Stored items:
>>>

use std::collections::BTreeMap;

use crate::ir::{valid_stride, Instr};
use crate::Settings;

/// Rewrites recognizable innermost loops. A `[body]` whose body is nothing
/// but moves and increments can become either a `MemScan` (pure pointer walk
/// with a maskable stride) or a `MulAdd` sequence (balanced walk whose
/// induction cell steps by exactly one).
pub fn simplify_loops(mut instrs: Vec<Instr>, settings: &Settings) -> Vec<Instr> {
    if !settings.simplify_loops && !settings.vectorize_mem_scans {
        return instrs;
    }

    // any bracket in between resets the candidate, so only innermost pairs
    // are ever classified and bodies never contain nested jumps
    let mut candidate = None;
    let mut i = 0;
    while i < instrs.len() {
        match instrs[i] {
            Instr::JumpIfZero { .. } => candidate = Some(i),
            Instr::JumpUnlessZero { .. } => {
                if let Some(lhs) = candidate.take() {
                    if let Some(replacement) = classify_loop(&instrs, lhs, i, settings) {
                        let len = replacement.len();
                        instrs.splice(lhs..=i, replacement);
                        i = lhs + len;
                        continue;
                    }
                }
            }
            _ => {}
        }
        i += 1;
    }

    instrs
}

/// Returns the instructions replacing `instrs[lhs..=rhs]` when the body
/// matches a known shape, brackets included.
fn classify_loop(
    instrs: &[Instr],
    lhs: usize,
    rhs: usize,
    settings: &Settings,
) -> Option<Vec<Instr>> {
    let mut curr_mem_offset = 0i64;
    let mut increment_at_offset: BTreeMap<i64, i64> = BTreeMap::new();

    for instr in &instrs[lhs + 1..rhs] {
        match instr {
            Instr::MoveRight => curr_mem_offset += 1,
            Instr::MoveLeft => curr_mem_offset -= 1,
            Instr::Inc => *increment_at_offset.entry(curr_mem_offset).or_insert(0) += 1,
            Instr::Dec => *increment_at_offset.entry(curr_mem_offset).or_insert(0) -= 1,
            _ => return None,
        }
    }

    // pointer walks that touch no cell become a single scan
    if settings.vectorize_mem_scans
        && valid_stride(curr_mem_offset)
        && increment_at_offset.is_empty()
    {
        return Some(vec![
            instrs[lhs].clone(),
            Instr::MemScan {
                stride: curr_mem_offset,
            },
            instrs[rhs].clone(),
        ]);
    }

    if !settings.simplify_loops {
        return None;
    }

    let induction_inc = *increment_at_offset.get(&0)?;
    if induction_inc != 1 && induction_inc != -1 {
        return None;
    }
    if curr_mem_offset != 0 {
        return None;
    }

    // counting up means the trip count is the negation of the start value
    let neg_induction = induction_inc > 0;
    let mut new_instrs: Vec<Instr> = increment_at_offset
        .iter()
        .filter(|&(&offset, &amount)| offset != 0 && amount as i8 != 0)
        .map(|(&offset, &amount)| Instr::MulAdd {
            amount: amount as i8,
            offset,
            neg_induction,
        })
        .collect();
    new_instrs.push(Instr::Zero);

    Some(new_instrs)
}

<<<

◆ **REQUIRED ACTION**: Please return the lines above that run from the line containing "a single scan" to the line containing "let induction_inc = *increment_at_offset.get(&0)?;", inclusive, exactly and with no other lines.

◆ **TASK OUTPUT**:
    // pointer walks that touch no cell become a single scan
    if settings.vectorize_mem_scans
        && valid_stride(curr_mem_offset)
        && increment_at_offset.is_empty()
    {
        return Some(vec![
            instrs[lhs].clone(),
            Instr::MemScan {
                stride: curr_mem_offset,
            },
            instrs[rhs].clone(),
        ]);
    }

    if !settings.simplify_loops {
        return None;
    }

    let induction_inc = *increment_at_offset.get(&0)?;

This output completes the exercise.